A music video was shot for the song, directed by Dave McClister. In the video the song has an extended piano intro, and features all members of the group acting out scenes related to the storyline. The song was initially released only to the country radio format in the United States and Canada on August 24, 2009, but was remixed and re-released to all other formats domestically and internationally at the beginning of 2010. The song gained prominence internationally, in Europe and South America. The trio re-recorded the song again in Simlish to accompany the release of the Sims 3 expansion pack Ambitions. By April 17, 2011, the song became the ninth most downloaded song in history, moving five million copies, and surpassed Taylor Swift's "Love Story" as the most downloaded country song in history. It has since sold over 6 million copies in the US.

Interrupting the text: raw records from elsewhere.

//! zscore-svm: SVM models for RNA folding-energy z-scores.
//!
//! Parses and writes the libsvm text model format, scales features the way
//! the embedded models were trained, and selects among the precompiled
//! regression and decision models. Kernel evaluation is left to an external
//! engine behind the [`SvmEngine`] trait.
//!
//! # Key Types
//!
//! - [`Model`] / [`ModelParts`] - Immutable, validated libsvm model
//! - [`SparseFeatureVector`] - Sentinel-terminated sparse input
//! - [`RegressionVariant`] / [`DecisionVariant`] - Built-in model selection
//! - [`ZScorer`] / [`DecisionScorer`] - End-to-end pipelines
//! - [`ScorerConfig`] - Configuration builder
//!
//! # Parsing and writing
//!
//! ```
//! use zscore_svm::{parse_model, serialize_model};
//!
//! let text = "svm_type epsilon_svr\nkernel_type linear\nnr_class 2\ntotal_sv 1\nrho 0.5\nSV\n0.25 1:0.5 2:-1\n";
//! let model = parse_model(text).unwrap();
//! assert_eq!(model.support_vector_count(), 1);
//! assert_eq!(serialize_model(&model), text);
//! ```
//!
//! # Z-scores
//!
//! ```no_run
//! use zscore_svm::{Model, SparseFeatureVector, ZScorer};
//!
//! # fn kernel_sum(_: &Model, _: &SparseFeatureVector) -> f64 { 0.0 }
//! let scorer = ZScorer::new(kernel_sum).unwrap();
//! let z = scorer.zscore("GGGAAACCCUUUGGGAAACCC", -5.4).unwrap();
//! println!("z = {:.2} ({:?})", z.value, z.variant);
//! ```

pub mod config;
pub mod error;
pub mod io;
pub mod library;
pub mod model;
pub mod predict;
pub mod scale;
pub mod testing;
pub mod zscore;

// =============================================================================
// Convenience Re-exports
// =============================================================================

pub use config::ScorerConfig;
pub use error::{Error, Result};
pub use io::{
    load_model_file, parse_model, serialize_model, write_model, ModelIoError, ParseError,
};
pub use library::{
    decision_model, regression_models, DecisionVariant, RegressionModels, RegressionVariant,
    SelectionError,
};
pub use model::{Kernel, KernelType, Model, ModelParts, SparseFeatureVector, SvmType};
pub use predict::SvmEngine;
pub use scale::{backscale_regression, ScaleError, ScalingScheme};
pub use zscore::{DecisionScorer, ZScore, ZScoreError, ZScoreWarning, ZScorer};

The song was used in television series such as Hellcats and The Glades. "Need You Now" has also been covered by several artists, including Adele with Darius Rucker, Boyce Avenue and Glee Cast. "Weird Al" Yankovic included the chorus in "Polka Face", the polka medley from his 2011 album Alpocalypse.

Content
The lyrics describe placing a call to someone in the middle of the night due to being lonely and longing for companionship. Hillary Scott commented on the song, saying that "All three of us know what it's like to get to that point where you feel lonely enough that you make a late-night phone call that you very well could regret the next day." Charles Kelley told The Boot that the band's record executives initially had concerns regarding using the lyrics "I'm a little drunk", but he convinced the executives to leave the content in the song.

Critical reception
"Need You Now" has received critical acclaim from music critics and is considered one of the best country songs of the 2000s. It won the 2011 Grammy award for Record of the Year and Song of the Year. 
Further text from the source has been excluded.